▸ DATA RECORDS
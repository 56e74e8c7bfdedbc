//! HTTP API built on axum.
//!
//! - `POST /api/payment/init` starts a payment and returns its token
//! - `GET /api/payment/status/:token` reports the payment status
//! - `POST <webhook path>` receives provider confirmations
//! - `GET /api/session/check` and the legacy `POST /api/check-user` report access
//! - `POST /api/session/extend` grants access directly (debug builds of the config only)

pub mod dto;
pub mod handlers;
pub mod routes;

pub use handlers::{AppState, RequestDefaults};
pub use routes::{DEFAULT_WEBHOOK_PATH, RouterOptions, router};
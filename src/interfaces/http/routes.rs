use super::handlers::{
    AppState, check_user, extend_session, health, init_payment, payment_status, payment_webhook,
    session_check,
};
use axum::Router;
use axum::routing::{get, post};
use tower_http::trace::TraceLayer;

pub const DEFAULT_WEBHOOK_PATH: &str = "/api/webhook/e2payments";

/// Mount options that vary by deployment.
#[derive(Debug, Clone)]
pub struct RouterOptions {
    pub webhook_path: String,
    /// Mounts `POST /api/session/extend`.
    pub debug_routes: bool,
}

impl Default for RouterOptions {
    fn default() -> Self {
        Self {
            webhook_path: DEFAULT_WEBHOOK_PATH.to_string(),
            debug_routes: false,
        }
    }
}

/// Builds the complete API router.
///
/// # Routes
/// - `GET /health`
/// - `POST /api/payment/init`
/// - `GET /api/payment/status/:token`
/// - `POST <webhook_path>`
/// - `GET /api/session/check?identity=`
/// - `POST /api/check-user`
/// - `POST /api/session/extend` (debug only)
pub fn router(state: AppState, options: &RouterOptions) -> Router {
    let mut router = Router::new()
        .route("/health", get(health))
        .route("/api/payment/init", post(init_payment))
        .route("/api/payment/status/:token", get(payment_status))
        .route(&options.webhook_path, post(payment_webhook))
        .route("/api/session/check", get(session_check))
        .route("/api/check-user", post(check_user));

    if options.debug_routes {
        router = router.route("/api/session/extend", post(extend_session));
    }

    router.layer(TraceLayer::new_for_http()).with_state(state)
}
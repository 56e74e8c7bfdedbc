//! Periodic reconciliation of expired sessions and abandoned payments.
//!
//! Every pass runs three independent steps: purge sessions whose window has
//! closed, purge non-completed payments older than the retention period, and
//! (optionally) probe the gateway. A failing step is logged and recorded in
//! the [`SweepReport`]; it never aborts the other steps or the loop.

use crate::domain::ports::{ClockRef, PaymentGatewayRef, PaymentStoreRef, SessionStoreRef};
use std::sync::Arc;
use std::time::Duration;
use tokio::sync::watch;
use tokio::task::JoinHandle;
use tokio::time;

#[derive(Debug, Clone)]
pub struct SweeperConfig {
    /// Time between passes.
    pub interval: Duration,
    /// Age after which a non-completed payment is discarded.
    pub retention: chrono::Duration,
    /// Whether each pass also checks gateway reachability.
    pub probe_gateway: bool,
}

impl Default for SweeperConfig {
    fn default() -> Self {
        Self {
            interval: Duration::from_secs(10),
            retention: chrono::Duration::hours(2),
            probe_gateway: true,
        }
    }
}

/// Outcome of one sweep pass.
#[derive(Debug, Clone, Default, PartialEq, Eq)]
pub struct SweepReport {
    pub sessions_expired: usize,
    pub payments_purged: usize,
    /// `None` when probing is disabled.
    pub gateway_reachable: Option<bool>,
    pub errors: Vec<String>,
}

impl SweepReport {
    pub fn is_clean(&self) -> bool {
        self.errors.is_empty()
    }
}

pub struct ReconciliationSweeper {
    payments: PaymentStoreRef,
    sessions: SessionStoreRef,
    gateway: PaymentGatewayRef,
    clock: ClockRef,
    config: SweeperConfig,
}

impl ReconciliationSweeper {
    pub fn new(
        payments: PaymentStoreRef,
        sessions: SessionStoreRef,
        gateway: PaymentGatewayRef,
        clock: ClockRef,
        config: SweeperConfig,
    ) -> Self {
        Self {
            payments,
            sessions,
            gateway,
            clock,
            config,
        }
    }

    /// Runs a single pass and reports what it did.
    pub async fn run_once(&self) -> SweepReport {
        let now = self.clock.now();
        let mut report = SweepReport::default();

        match self.sessions.purge_expired(now).await {
            Ok(expired) => {
                report.sessions_expired = expired.len();
                for identity in &expired {
                    tracing::info!(%identity, "session expired");
                }
            }
            Err(e) => {
                tracing::error!(error = %e, "session sweep failed");
                report.errors.push(format!("sessions: {e}"));
            }
        }

        match now.checked_sub_signed(self.config.retention) {
            Some(cutoff) => match self.payments.purge_stale(cutoff).await {
                Ok(purged) => {
                    report.payments_purged = purged.len();
                    for token in &purged {
                        tracing::info!(%token, "stale payment discarded");
                    }
                }
                Err(e) => {
                    tracing::error!(error = %e, "payment sweep failed");
                    report.errors.push(format!("payments: {e}"));
                }
            },
            None => {
                tracing::error!(retention = %self.config.retention, "payment retention out of range, purge skipped");
                report
                    .errors
                    .push(format!("payments: retention {} is out of range", self.config.retention));
            }
        }

        if self.config.probe_gateway {
            let reachable = match self.gateway.probe().await {
                Ok(()) => true,
                Err(e) => {
                    tracing::warn!(error = %e, "gateway probe failed");
                    false
                }
            };
            report.gateway_reachable = Some(reachable);
        }

        tracing::debug!(
            sessions_expired = report.sessions_expired,
            payments_purged = report.payments_purged,
            gateway_reachable = ?report.gateway_reachable,
            "sweep finished"
        );
        report
    }

    /// Runs passes every `interval` until `shutdown` flips to `true` or its
    /// sender is dropped. A pass in flight is always completed.
    pub async fn run(&self, mut shutdown: watch::Receiver<bool>) {
        let period = self.config.interval;
        let mut interval = time::interval_at(time::Instant::now() + period, period);
        interval.set_missed_tick_behavior(time::MissedTickBehavior::Delay);

        loop {
            tokio::select! {
                changed = shutdown.changed() => {
                    if changed.is_err() || *shutdown.borrow() {
                        tracing::info!("sweeper stopped");
                        return;
                    }
                }
                _ = interval.tick() => {
                    self.run_once().await;
                }
            }
        }
    }

    /// Moves the sweeper onto its own task.
    pub fn spawn(self: Arc<Self>, shutdown: watch::Receiver<bool>) -> JoinHandle<()> {
        tokio::spawn(async move { self.run(shutdown).await })
    }
}
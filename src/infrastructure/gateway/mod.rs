//! Payment gateway adapters.
//!
//! `E2PaymentsGateway` talks to the real provider over HTTP; `SimulatedGateway`
//! accepts every charge and is used when no API key is configured.

pub mod e2payments;
pub mod simulated;

use crate::domain::gateway::{ConfirmationEvent, ProviderStatus};
use crate::domain::payment::PaymentToken;
use crate::error::{PaymentError, Result};
use serde::Deserialize;

#[derive(Debug, Deserialize)]
struct WebhookPayload {
    status: String,
    reference: String,
}

/// Parses the `{status, reference}` webhook body shared by the adapters.
pub(crate) fn parse_webhook_payload(payload: &[u8]) -> Result<ConfirmationEvent> {
    let body: WebhookPayload = serde_json::from_slice(payload)
        .map_err(|e| PaymentError::ValidationError(format!("Malformed webhook payload: {}", e)))?;
    if body.reference.trim().is_empty() {
        return Err(PaymentError::ValidationError(
            "Webhook payload has an empty reference".to_string(),
        ));
    }
    Ok(ConfirmationEvent {
        token: PaymentToken::from(body.reference),
        status: ProviderStatus::parse(&body.status),
    })
}
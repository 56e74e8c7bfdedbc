use assert_cmd::cargo_bin;
use assert_cmd::prelude::*;
use predicates::prelude::*;
use std::process::Command;

fn command() -> Command {
    let mut cmd = Command::new(cargo_bin!());
    cmd.env_remove("E2PAYMENTS_API_KEY")
        .env_remove("DB_PATH")
        .env_remove("SESSION_DURATION_SECS")
        .env_remove("SWEEP_INTERVAL_SECS");
    cmd
}

#[test]
fn test_help_lists_options() -> Result<(), Box<dyn std::error::Error>> {
    command()
        .arg("--help")
        .assert()
        .success()
        .stdout(predicate::str::contains("--session-duration-secs"))
        .stdout(predicate::str::contains("--db-path"))
        .stdout(predicate::str::contains("sweep"));

    Ok(())
}

#[test]
fn test_sweep_once_in_simulation_mode() -> Result<(), Box<dyn std::error::Error>> {
    command()
        .arg("sweep")
        .assert()
        .success()
        .stdout(predicate::str::contains("sessions_expired: 0"))
        .stdout(predicate::str::contains("payments_purged: 0"))
        .stdout(predicate::str::contains("gateway_reachable: true"))
        .stderr(predicate::str::contains("SIMULATION MODE"));

    Ok(())
}

#[test]
fn test_sweep_without_probe() -> Result<(), Box<dyn std::error::Error>> {
    command()
        .args(["--no-gateway-probe", "sweep"])
        .assert()
        .success()
        .stdout(predicate::str::contains("gateway_reachable: skipped"));

    Ok(())
}

#[test]
fn test_invalid_config_is_rejected() -> Result<(), Box<dyn std::error::Error>> {
    command()
        .args(["--session-duration-secs", "10", "--sweep-interval-secs", "30", "sweep"])
        .assert()
        .failure()
        .stderr(predicate::str::contains("sweep interval"));

    Ok(())
}
mod common;

use common::{RETENTION_HOURS, SESSION_SECS, stack, webhook};
use premium_gate::application::lifecycle::ActivationResult;
use premium_gate::domain::payment::{Identity, PaymentStatus, PaymentToken};
use premium_gate::domain::session::AccessStatus;
use premium_gate::error::PaymentError;
use rust_decimal_macros::dec;

fn identity(raw: &str) -> Identity {
    Identity::parse(raw).unwrap()
}

#[tokio::test]
async fn test_payment_to_expiry_scenario() {
    let s = stack();

    let initiated = s
        .lifecycle
        .initiate("2550001", dec!(50.00), "mpesa")
        .await
        .unwrap();
    let token = initiated.token;
    assert_eq!(
        s.lifecycle.status_of(&token).await.unwrap().status,
        PaymentStatus::Pending
    );
    assert_eq!(
        s.access.check(&identity("2550001")).await.unwrap(),
        AccessStatus::DENIED
    );

    let event = s
        .lifecycle
        .parse_confirmation(&webhook("completed", token.as_str()))
        .unwrap();
    let result = s.lifecycle.confirm(&event.token, &event.status).await.unwrap();
    assert!(matches!(result, ActivationResult::Activated { .. }));

    let record = s.lifecycle.status_of(&token).await.unwrap();
    assert_eq!(record.status, PaymentStatus::Completed);
    assert!(record.completed_at.is_some());
    assert_eq!(
        s.access.check(&identity("2550001")).await.unwrap(),
        AccessStatus::granted(SESSION_SECS as u64)
    );

    s.clock.advance(chrono::Duration::seconds(SESSION_SECS));
    assert_eq!(
        s.access.check(&identity("2550001")).await.unwrap(),
        AccessStatus::DENIED
    );
    assert_eq!(s.sessions.puts(), 1);
}

#[tokio::test]
async fn test_duplicate_webhook_activates_once() {
    let s = stack();
    let token = s
        .lifecycle
        .initiate("2550001", dec!(50.00), "mpesa")
        .await
        .unwrap()
        .token;

    let payload = webhook("completed", token.as_str());
    for _ in 0..3 {
        let event = s.lifecycle.parse_confirmation(&payload).unwrap();
        s.lifecycle.confirm(&event.token, &event.status).await.unwrap();
    }

    assert_eq!(s.sessions.puts(), 1);
}

#[tokio::test]
async fn test_replayed_webhook_does_not_extend_access() {
    let s = stack();
    let token = s
        .lifecycle
        .initiate("2550001", dec!(50.00), "mpesa")
        .await
        .unwrap()
        .token;
    let payload = webhook("completed", token.as_str());

    let event = s.lifecycle.parse_confirmation(&payload).unwrap();
    s.lifecycle.confirm(&event.token, &event.status).await.unwrap();

    s.clock.advance(chrono::Duration::seconds(10));
    let replay = s.lifecycle.confirm(&event.token, &event.status).await.unwrap();
    assert_eq!(
        replay,
        ActivationResult::AlreadyProcessed {
            status: PaymentStatus::Completed
        }
    );
    assert_eq!(
        s.access.check(&identity("2550001")).await.unwrap(),
        AccessStatus::granted((SESSION_SECS - 10) as u64)
    );
}

#[tokio::test]
async fn test_second_payment_replaces_window() {
    let s = stack();
    for _ in 0..2 {
        let token = s
            .lifecycle
            .initiate("2550001", dec!(50.00), "mpesa")
            .await
            .unwrap()
            .token;
        let event = s
            .lifecycle
            .parse_confirmation(&webhook("completed", token.as_str()))
            .unwrap();
        s.lifecycle.confirm(&event.token, &event.status).await.unwrap();
        s.clock.advance(chrono::Duration::seconds(5));
    }

    // The second activation happened 5s ago; durations do not stack.
    assert_eq!(
        s.access.check(&identity("2550001")).await.unwrap(),
        AccessStatus::granted((SESSION_SECS - 5) as u64)
    );
    assert_eq!(s.sessions.puts(), 2);
}

#[tokio::test]
async fn test_confirm_retry_activates_after_session_write_failure() {
    let s = stack();
    let token = s
        .lifecycle
        .initiate("2550001", dec!(50.00), "mpesa")
        .await
        .unwrap()
        .token;
    let event = s
        .lifecycle
        .parse_confirmation(&webhook("completed", token.as_str()))
        .unwrap();

    s.sessions.fail_next_puts(1);
    let first = s.lifecycle.confirm(&event.token, &event.status).await;
    assert!(matches!(first, Err(PaymentError::StoreError(_))));
    let record = s.lifecycle.status_of(&token).await.unwrap();
    assert_eq!(record.status, PaymentStatus::Completed);
    assert!(record.activated_at.is_none());
    assert_eq!(
        s.access.check(&identity("2550001")).await.unwrap(),
        AccessStatus::DENIED
    );

    let retry = s.lifecycle.confirm(&event.token, &event.status).await.unwrap();
    assert!(matches!(retry, ActivationResult::Activated { .. }));
    assert_eq!(
        s.access.check(&identity("2550001")).await.unwrap(),
        AccessStatus::granted(SESSION_SECS as u64)
    );

    let replay = s.lifecycle.confirm(&event.token, &event.status).await.unwrap();
    assert_eq!(
        replay,
        ActivationResult::AlreadyProcessed {
            status: PaymentStatus::Completed
        }
    );
    assert_eq!(s.sessions.puts(), 1);
}

#[tokio::test]
async fn test_late_failure_signal_does_not_retry_activation() {
    let s = stack();
    let token = s
        .lifecycle
        .initiate("2550001", dec!(50.00), "mpesa")
        .await
        .unwrap()
        .token;
    let success = s
        .lifecycle
        .parse_confirmation(&webhook("completed", token.as_str()))
        .unwrap();
    let failure = s
        .lifecycle
        .parse_confirmation(&webhook("failed", token.as_str()))
        .unwrap();

    s.sessions.fail_next_puts(1);
    assert!(s.lifecycle.confirm(&success.token, &success.status).await.is_err());

    let late = s.lifecycle.confirm(&failure.token, &failure.status).await.unwrap();
    assert_eq!(
        late,
        ActivationResult::AlreadyProcessed {
            status: PaymentStatus::Completed
        }
    );
    assert_eq!(s.sessions.puts(), 0);
    assert!(s.lifecycle.status_of(&token).await.unwrap().awaits_activation());
}

#[tokio::test]
async fn test_failed_webhook_grants_nothing() {
    let s = stack();
    let token = s
        .lifecycle
        .initiate("2550001", dec!(50.00), "mpesa")
        .await
        .unwrap()
        .token;
    let event = s
        .lifecycle
        .parse_confirmation(&webhook("failed", token.as_str()))
        .unwrap();

    let result = s.lifecycle.confirm(&event.token, &event.status).await.unwrap();
    assert!(matches!(result, ActivationResult::Rejected { .. }));

    let record = s.lifecycle.status_of(&token).await.unwrap();
    assert_eq!(record.status, PaymentStatus::Failed);
    assert!(record.failure_reason.is_some());
    assert_eq!(s.sessions.puts(), 0);
}

#[tokio::test]
async fn test_empty_identity_writes_nothing() {
    let s = stack();
    let result = s.lifecycle.initiate("  ", dec!(50.00), "mpesa").await;
    assert!(matches!(result, Err(PaymentError::ValidationError(_))));
    assert!(s.payments.is_empty().await);
}

#[tokio::test]
async fn test_unknown_token_mutates_nothing() {
    let s = stack();
    let event = s
        .lifecycle
        .parse_confirmation(&webhook("completed", "not-a-token"))
        .unwrap();

    let result = s.lifecycle.confirm(&event.token, &event.status).await;
    assert!(matches!(result, Err(PaymentError::NotFound(_))));
    assert!(s.payments.is_empty().await);
    assert_eq!(s.sessions.puts(), 0);
}

#[tokio::test]
async fn test_sweep_purges_abandoned_payment() {
    let s = stack();
    let abandoned = s
        .lifecycle
        .initiate("2550001", dec!(50.00), "mpesa")
        .await
        .unwrap()
        .token;
    let paid = s
        .lifecycle
        .initiate("2550002", dec!(50.00), "mpesa")
        .await
        .unwrap()
        .token;
    let event = s
        .lifecycle
        .parse_confirmation(&webhook("completed", paid.as_str()))
        .unwrap();
    s.lifecycle.confirm(&event.token, &event.status).await.unwrap();

    s.clock
        .advance(chrono::Duration::hours(RETENTION_HOURS) + chrono::Duration::seconds(1));
    let report = s.sweeper.run_once().await;

    assert_eq!(report.payments_purged, 1);
    assert_eq!(report.sessions_expired, 1);
    assert!(report.is_clean());
    assert!(matches!(
        s.lifecycle.status_of(&abandoned).await,
        Err(PaymentError::NotFound(_))
    ));
    assert_eq!(
        s.lifecycle.status_of(&paid).await.unwrap().status,
        PaymentStatus::Completed
    );
}

#[tokio::test]
async fn test_sweep_keeps_live_sessions() {
    let s = stack();
    let token = s
        .lifecycle
        .initiate("2550001", dec!(50.00), "mpesa")
        .await
        .unwrap()
        .token;
    let event = s
        .lifecycle
        .parse_confirmation(&webhook("completed", token.as_str()))
        .unwrap();
    s.lifecycle.confirm(&event.token, &event.status).await.unwrap();

    s.clock.advance(chrono::Duration::seconds(SESSION_SECS - 1));
    let report = s.sweeper.run_once().await;
    assert_eq!(report.sessions_expired, 0);
    assert!(s.access.check(&identity("2550001")).await.unwrap().has_access);

    let unknown = PaymentToken::generate();
    assert!(s.lifecycle.status_of(&unknown).await.is_err());
}
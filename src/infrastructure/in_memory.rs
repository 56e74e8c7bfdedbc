use crate::domain::payment::{Identity, PaymentRecord, PaymentToken, Settlement, SettleOutcome};
use crate::domain::ports::{PaymentStore, SessionStore};
use crate::domain::session::AccessSession;
use crate::error::{PaymentError, Result};
use async_trait::async_trait;
use chrono::{DateTime, Utc};
use std::collections::HashMap;
use std::collections::hash_map::Entry;
use std::sync::Arc;
use tokio::sync::RwLock;

/// A thread-safe in-memory store for payment records.
///
/// Uses `Arc<RwLock<HashMap<PaymentToken, PaymentRecord>>>` for shared concurrent access.
/// The settle transition runs entirely under the write lock, which makes it the
/// compare-and-set point for concurrent confirmations of the same token.
#[derive(Default, Clone)]
pub struct InMemoryPaymentStore {
    payments: Arc<RwLock<HashMap<PaymentToken, PaymentRecord>>>,
}

impl InMemoryPaymentStore {
    /// Creates a new, empty in-memory payment store.
    pub fn new() -> Self {
        Self::default()
    }

    /// Snapshot of every stored record.
    pub async fn records(&self) -> Vec<PaymentRecord> {
        self.payments.read().await.values().cloned().collect()
    }

    pub async fn len(&self) -> usize {
        self.payments.read().await.len()
    }

    pub async fn is_empty(&self) -> bool {
        self.payments.read().await.is_empty()
    }
}

#[async_trait]
impl PaymentStore for InMemoryPaymentStore {
    async fn insert(&self, record: PaymentRecord) -> Result<()> {
        let mut payments = self.payments.write().await;
        match payments.entry(record.token.clone()) {
            Entry::Occupied(_) => Err(PaymentError::StoreError(format!(
                "payment {} already exists",
                record.token
            ))),
            Entry::Vacant(slot) => {
                slot.insert(record);
                Ok(())
            }
        }
    }

    async fn get(&self, token: &PaymentToken) -> Result<Option<PaymentRecord>> {
        let payments = self.payments.read().await;
        Ok(payments.get(token).cloned())
    }

    async fn settle(
        &self,
        token: &PaymentToken,
        settlement: Settlement,
        at: DateTime<Utc>,
    ) -> Result<SettleOutcome> {
        let mut payments = self.payments.write().await;
        let Some(record) = payments.get_mut(token) else {
            return Ok(SettleOutcome::Unknown);
        };
        if record.settle(settlement, at) {
            Ok(SettleOutcome::Applied(record.clone()))
        } else {
            Ok(SettleOutcome::AlreadySettled(record.clone()))
        }
    }

    async fn claim_activation(&self, token: &PaymentToken, at: DateTime<Utc>) -> Result<bool> {
        let mut payments = self.payments.write().await;
        Ok(payments
            .get_mut(token)
            .is_some_and(|record| record.claim_activation(at)))
    }

    async fn release_activation(&self, token: &PaymentToken) -> Result<()> {
        let mut payments = self.payments.write().await;
        if let Some(record) = payments.get_mut(token) {
            record.release_activation();
        }
        Ok(())
    }

    async fn purge_stale(&self, cutoff: DateTime<Utc>) -> Result<Vec<PaymentToken>> {
        let mut payments = self.payments.write().await;
        let stale: Vec<PaymentToken> = payments
            .values()
            .filter(|record| record.is_stale(cutoff))
            .map(|record| record.token.clone())
            .collect();
        for token in &stale {
            payments.remove(token);
        }
        Ok(stale)
    }
}

/// A thread-safe in-memory store for access sessions, one per identity.
#[derive(Default, Clone)]
pub struct InMemorySessionStore {
    sessions: Arc<RwLock<HashMap<Identity, AccessSession>>>,
}

impl InMemorySessionStore {
    /// Creates a new, empty in-memory session store.
    pub fn new() -> Self {
        Self::default()
    }

    pub async fn len(&self) -> usize {
        self.sessions.read().await.len()
    }

    pub async fn is_empty(&self) -> bool {
        self.sessions.read().await.is_empty()
    }
}

#[async_trait]
impl SessionStore for InMemorySessionStore {
    async fn put(&self, session: AccessSession) -> Result<()> {
        let mut sessions = self.sessions.write().await;
        sessions.insert(session.identity.clone(), session);
        Ok(())
    }

    async fn get(&self, identity: &Identity) -> Result<Option<AccessSession>> {
        let sessions = self.sessions.read().await;
        Ok(sessions.get(identity).cloned())
    }

    async fn remove_if_expired(&self, identity: &Identity, now: DateTime<Utc>) -> Result<bool> {
        let mut sessions = self.sessions.write().await;
        match sessions.get(identity) {
            Some(session) if !session.is_active(now) => {
                sessions.remove(identity);
                Ok(true)
            }
            _ => Ok(false),
        }
    }

    async fn purge_expired(&self, now: DateTime<Utc>) -> Result<Vec<Identity>> {
        let mut sessions = self.sessions.write().await;
        let expired: Vec<Identity> = sessions
            .values()
            .filter(|session| !session.is_active(now))
            .map(|session| session.identity.clone())
            .collect();
        for identity in &expired {
            sessions.remove(identity);
        }
        Ok(expired)
    }
}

▸ TRY IT
Where a line in the records above includes the string "SweeperConfig", show it.

▸ THE ANSWER
pub struct SweeperConfig {
impl Default for SweeperConfig {
    config: SweeperConfig,
        config: SweeperConfig,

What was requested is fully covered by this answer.